C'est donc ainsi, la mort.
Il n'avait plus aucune notion du temps. Ni même aucune notion de réalité. En vérité, Jeffrey ne sut même pas si ses yeux étaient ouverts ou fermés. Au bout de ce qui lui parut être une éternité, il entendit une voix lointaine l'appeler. Une voix féminine qu'il reconnut instantanément.
"Jeffrey..."
— Léa?
Jeffrey courut avec toute la vitesse dont il était capable dans la direction d'où provenait la voix de sa bien-aimée. Mais celle-ci paraissait si lointaine qu'il ne s'en rapprocha pas. Il stoppa sa course au moment même où il réalisa que cela ne mènerait à rien.
Alors qu'il se maudissait d'en rester là, il entendit un nouveau son, venant de sa droite:
"Je croyais que tu pouvais me protéger..."
La même voix.
Jeffrey tourna un visage rempli d'incompréhensions dans cette direction, et s'élança de plus belle dans sa course impossible. Les larmes lui montaient lentement aux yeux alors qu'il progressait dans la clarté obscure d'un vain espoir d'atteindre son but.
"Tu as promis de la ramener!"
Marcus avait poussé un cri retentissant dont le jeune homme ne put clairement définir la provenance, alors que l'élocution pleine de reproches de sa petite amie s'éteignait au loin.
Il s'arrêta et se retourna. Etait-il loin de son point de départ? Ou bien proche? Il se reposa un moment de sa course effrénée, alors que les deux plaintes vengeresses reprirent leur ballet immatériel. Pour la première fois depuis un certain temps maintenant, Jeffrey se sentit véritablement impuissant, le désespoir l'envahit comme un fleuve en crue inonde les plaines.

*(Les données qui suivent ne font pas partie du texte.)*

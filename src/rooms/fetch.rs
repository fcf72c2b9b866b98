use std::{collections::HashMap, sync::Arc, time::Duration};

use axum::{debug_handler, extract::State, Form, Json};
use serde_json::Value;
use tower_sessions::Session;

use crate::{
    code::{CodeFormat, RoomCode},
    config::Config,
    store::{Participants, RoomStore},
    AppResult, AppState,
};

use super::{caller, code_body, respond, settle, Outcome, Refusal};

#[derive(Debug, Clone, PartialEq, Eq)]
pub struct Fetched {
    pub code: RoomCode,
    pub participants: Participants,
    /// Someone joined since the previous fetch.
    pub changed: bool,
}

/// Reads the participant map, moving the fetch watermark only when it is behind.
pub async fn fetch_room(
    store: &RoomStore,
    format: CodeFormat,
    ttl: Duration,
    raw_code: Option<&str>,
) -> AppResult<Outcome<Fetched>> {
    let Some(code) = raw_code.and_then(|raw| format.parse(raw.trim())) else {
        return Ok(Err(Refusal::InvalidCode));
    };
    let Some(record) = store.get(&code).await? else {
        return Ok(Err(Refusal::RoomNotFound));
    };

    let changed = record.has_new_joiners();
    if changed {
        store.mark_fetched(&code, ttl).await?;
    }

    Ok(Ok(Fetched {
        code,
        participants: record.participants,
        changed,
    }))
}

#[debug_handler(state = AppState)]
pub(crate) async fn fetch(
    State(store): State<RoomStore>,
    State(config): State<Arc<Config>>,
    session: Session,
    Form(fields): Form<HashMap<String, String>>,
) -> AppResult<Json<Value>> {
    let outcome = match caller(&session, &config).await? {
        Ok(_) => {
            fetch_room(
                &store,
                config.code_format,
                config.room_ttl,
                fields.get(&config.code_field).map(String::as_str),
            )
            .await?
        }
        Err(refusal) => Err(refusal),
    };

    let fetched = settle("fetch", outcome);
    let mut body = code_body(&config, fetched.as_ref().map(|fetched| &fetched.code));
    match fetched {
        Some(Fetched { participants, changed, .. }) => {
            body.insert("participants".to_owned(), serde_json::to_value(participants)?);
            body.insert("changed".to_owned(), Value::Bool(changed));
        }
        None => {
            body.insert("participants".to_owned(), Value::Null);
        }
    }
    Ok(respond(body))
}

"Tu n'as rien à faire ici!" retentit une troisième parole.
— Joseph, sale enfoiré! y répondit Jeffrey.
"Tu n'es bon à rien!"
"Tu es donc décidément trop faible..."
"Tu as trahi tout ceux qui comptaient pour toi!" lança Victoria.

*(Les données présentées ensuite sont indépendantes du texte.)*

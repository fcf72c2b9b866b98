//! Ephemeral room records with a sliding expiry.
//!
//! A record is live while `expires_at` lies in the future; every write pushes
//! it forward by the ttl. Expired rows are invisible to reads immediately and
//! are physically removed by [`RoomStore::purge_expired`].

use std::{collections::BTreeMap, str::FromStr, time::Duration};

use serde::Serialize;
use sqlx::{
    SqlitePool,
    sqlite::{SqliteConnectOptions, SqlitePoolOptions},
};

use crate::{
    code::RoomCode,
    ids::{PeerAddress, SubjectId},
    now_millis,
};

pub type Participants = BTreeMap<SubjectId, PeerAddress>;

#[derive(Debug, Clone, Default, PartialEq, Eq, Serialize)]
pub struct RoomRecord {
    pub participants: Participants,
    pub last_joined_at: i64,
    pub last_fetched_at: i64,
}

impl RoomRecord {
    /// Someone joined since the participant list was last fetched.
    pub fn has_new_joiners(&self) -> bool {
        self.last_joined_at > self.last_fetched_at
    }
}

#[derive(Clone)]
pub struct RoomStore {
    pool: SqlitePool,
}

fn deadline(ttl: Duration) -> i64 {
    let ttl = i64::try_from(ttl.as_millis()).unwrap_or(i64::MAX);
    now_millis().saturating_add(ttl)
}

impl RoomStore {
    pub fn new(pool: SqlitePool) -> Self {
        Self { pool }
    }

    pub async fn connect(url: &str) -> Result<Self, sqlx::Error> {
        let options = SqliteConnectOptions::from_str(url)?.create_if_missing(true);
        // every pooled connection to an in-memory database would see its own copy
        let in_memory = url.contains(":memory:") || url.contains("mode=memory");
        let pool = SqlitePoolOptions::new()
            .max_connections(if in_memory { 1 } else { 16 })
            .idle_timeout(None)
            .max_lifetime(None)
            .connect_with(options)
            .await?;

        let store = Self::new(pool);
        store.migrate().await?;
        Ok(store)
    }

    pub async fn migrate(&self) -> Result<(), sqlx::Error> {
        sqlx::query(
            "CREATE TABLE IF NOT EXISTS rooms (
                code TEXT PRIMARY KEY NOT NULL,
                expires_at INTEGER NOT NULL,
                last_joined_at INTEGER NOT NULL DEFAULT 0,
                last_fetched_at INTEGER NOT NULL DEFAULT 0
            )",
        )
        .execute(&self.pool)
        .await?;

        sqlx::query(
            "CREATE TABLE IF NOT EXISTS participants (
                code TEXT NOT NULL,
                subject_id TEXT NOT NULL,
                peer_address TEXT NOT NULL,
                PRIMARY KEY (code, subject_id)
            )",
        )
        .execute(&self.pool)
        .await?;

        Ok(())
    }

    /// Claims `code` for an empty room. Returns false when a live record already holds it.
    pub async fn create(&self, code: &RoomCode, ttl: Duration) -> Result<bool, sqlx::Error> {
        let now = now_millis();
        let mut tx = self.pool.begin().await?;

        let claimed = sqlx::query(
            "INSERT INTO rooms (code,expires_at,last_joined_at,last_fetched_at) VALUES (?,?,0,0)
            ON CONFLICT(code) DO UPDATE SET
                expires_at=excluded.expires_at, last_joined_at=0, last_fetched_at=0
            WHERE rooms.expires_at <= ?",
        )
        .bind(code.as_str())
        .bind(deadline(ttl))
        .bind(now)
        .execute(&mut *tx)
        .await?
        .rows_affected()
            > 0;

        if !claimed {
            tx.rollback().await?;
            return Ok(false);
        }

        // leftovers of an expired record under the same code
        sqlx::query("DELETE FROM participants WHERE code=?")
            .bind(code.as_str())
            .execute(&mut *tx)
            .await?;

        tx.commit().await?;
        Ok(true)
    }

    pub async fn get(&self, code: &RoomCode) -> Result<Option<RoomRecord>, sqlx::Error> {
        let Some((last_joined_at, last_fetched_at)): Option<(i64, i64)> =
            sqlx::query_as("SELECT last_joined_at,last_fetched_at FROM rooms WHERE code=? AND expires_at > ?")
                .bind(code.as_str())
                .bind(now_millis())
                .fetch_optional(&self.pool)
                .await?
        else {
            return Ok(None);
        };

        let rows: Vec<(String, String)> =
            sqlx::query_as("SELECT subject_id,peer_address FROM participants WHERE code=?")
                .bind(code.as_str())
                .fetch_all(&self.pool)
                .await?;

        let participants = rows
            .into_iter()
            .filter_map(|(subject, peer)| match SubjectId::parse(&subject) {
                Some(subject) => Some((subject, PeerAddress::new(peer))),
                None => {
                    tracing::warn!(%code, subject, "skipping participant with a malformed subject id");
                    None
                }
            })
            .collect();

        Ok(Some(RoomRecord {
            participants,
            last_joined_at,
            last_fetched_at,
        }))
    }

    pub async fn exists(&self, code: &RoomCode) -> Result<bool, sqlx::Error> {
        let row: Option<(i64,)> = sqlx::query_as("SELECT 1 FROM rooms WHERE code=? AND expires_at > ?")
            .bind(code.as_str())
            .bind(now_millis())
            .fetch_optional(&self.pool)
            .await?;
        Ok(row.is_some())
    }

    /// Maps `subject` to `peer`, replacing any earlier address. Returns false if the room is absent.
    pub async fn upsert_participant(
        &self,
        code: &RoomCode,
        subject: &SubjectId,
        peer: &PeerAddress,
        ttl: Duration,
    ) -> Result<bool, sqlx::Error> {
        let now = now_millis();
        let mut tx = self.pool.begin().await?;

        // last_joined_at must land strictly after the fetch watermark
        let live = sqlx::query(
            "UPDATE rooms SET expires_at=?, last_joined_at=MAX(?, last_fetched_at + 1)
            WHERE code=? AND expires_at > ?",
        )
        .bind(deadline(ttl))
        .bind(now)
        .bind(code.as_str())
        .bind(now)
        .execute(&mut *tx)
        .await?
        .rows_affected()
            > 0;

        if !live {
            tx.rollback().await?;
            return Ok(false);
        }

        sqlx::query(
            "INSERT INTO participants (code,subject_id,peer_address) VALUES (?,?,?)
            ON CONFLICT(code,subject_id) DO UPDATE SET peer_address=excluded.peer_address",
        )
        .bind(code.as_str())
        .bind(subject.as_str())
        .bind(peer.as_str())
        .execute(&mut *tx)
        .await?;

        tx.commit().await?;
        Ok(true)
    }

    /// Returns whether an entry was removed. Missing rooms and missing entries are left untouched.
    pub async fn remove_participant(
        &self,
        code: &RoomCode,
        subject: &SubjectId,
        ttl: Duration,
    ) -> Result<bool, sqlx::Error> {
        let now = now_millis();
        let mut tx = self.pool.begin().await?;

        let removed = sqlx::query(
            "DELETE FROM participants WHERE code=? AND subject_id=?
            AND EXISTS (SELECT 1 FROM rooms WHERE code=? AND expires_at > ?)",
        )
        .bind(code.as_str())
        .bind(subject.as_str())
        .bind(code.as_str())
        .bind(now)
        .execute(&mut *tx)
        .await?
        .rows_affected()
            > 0;

        if removed {
            sqlx::query("UPDATE rooms SET expires_at=? WHERE code=?")
                .bind(deadline(ttl))
                .bind(code.as_str())
                .execute(&mut *tx)
                .await?;
        }

        tx.commit().await?;
        Ok(removed)
    }

    /// Moves the fetch watermark up to the latest join.
    pub async fn mark_fetched(&self, code: &RoomCode, ttl: Duration) -> Result<bool, sqlx::Error> {
        let now = now_millis();
        let updated = sqlx::query(
            "UPDATE rooms SET last_fetched_at=MAX(?, last_joined_at), expires_at=?
            WHERE code=? AND expires_at > ?",
        )
        .bind(now)
        .bind(deadline(ttl))
        .bind(code.as_str())
        .bind(now)
        .execute(&self.pool)
        .await?
        .rows_affected();
        Ok(updated > 0)
    }

    pub async fn delete(&self, code: &RoomCode) -> Result<bool, sqlx::Error> {
        let mut tx = self.pool.begin().await?;
        sqlx::query("DELETE FROM participants WHERE code=?")
            .bind(code.as_str())
            .execute(&mut *tx)
            .await?;
        let deleted = sqlx::query("DELETE FROM rooms WHERE code=?")
            .bind(code.as_str())
            .execute(&mut *tx)
            .await?
            .rows_affected();
        tx.commit().await?;
        Ok(deleted > 0)
    }

    pub async fn purge_expired(&self) -> Result<u64, sqlx::Error> {
        let now = now_millis();
        let mut tx = self.pool.begin().await?;
        sqlx::query("DELETE FROM participants WHERE code IN (SELECT code FROM rooms WHERE expires_at <= ?)")
            .bind(now)
            .execute(&mut *tx)
            .await?;
        let purged = sqlx::query("DELETE FROM rooms WHERE expires_at <= ?")
            .bind(now)
            .execute(&mut *tx)
            .await?
            .rows_affected();
        tx.commit().await?;
        Ok(purged)
    }
}

/// Purges expired rooms every `every` until the runtime shuts down.
pub fn spawn_sweeper(store: RoomStore, every: Duration) -> tokio::task::JoinHandle<()> {
    tokio::spawn(async move {
        let mut ticker = tokio::time::interval(every);
        ticker.set_missed_tick_behavior(tokio::time::MissedTickBehavior::Delay);
        loop {
            ticker.tick().await;
            match store.purge_expired().await {
                Ok(0) => {}
                Ok(purged) => tracing::info!(purged, "swept expired rooms"),
                Err(err) => tracing::error!(%err, "sweeping expired rooms failed"),
            }
        }
    })
}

"Tu es mort comme tu as vécu, inutilement!"
— Taisez-vous! Fermez-là! rugit-il.
"Tu n'as même pas pu protéger ma fille."
"Tous tes tourments étaient mérités."
"Je t'aimais, et c'est ainsi que tu me le rends?"
Un sifflement aigu commença à retentir dans le crane de Jeffrey. Il plaqua ses deux mains sur les oreilles pour tenter d'étouffer le grincement strident qui s'accentuait dans sa tête, il tomba à genoux alors qu'une douleur horrible s'empara de lui.
Les complaintes semblèrent tourner et l'entourer dans une cacophonie inaudible et cruelle, alors que Jeffrey se tordaient littéralement de douleur comme si sa boite crânienne allait exploser.
— Ca suffit, arrêtez! supplia-t-il pour tenter de mettre fin à son calvaire.
"Faible, faible, faible..."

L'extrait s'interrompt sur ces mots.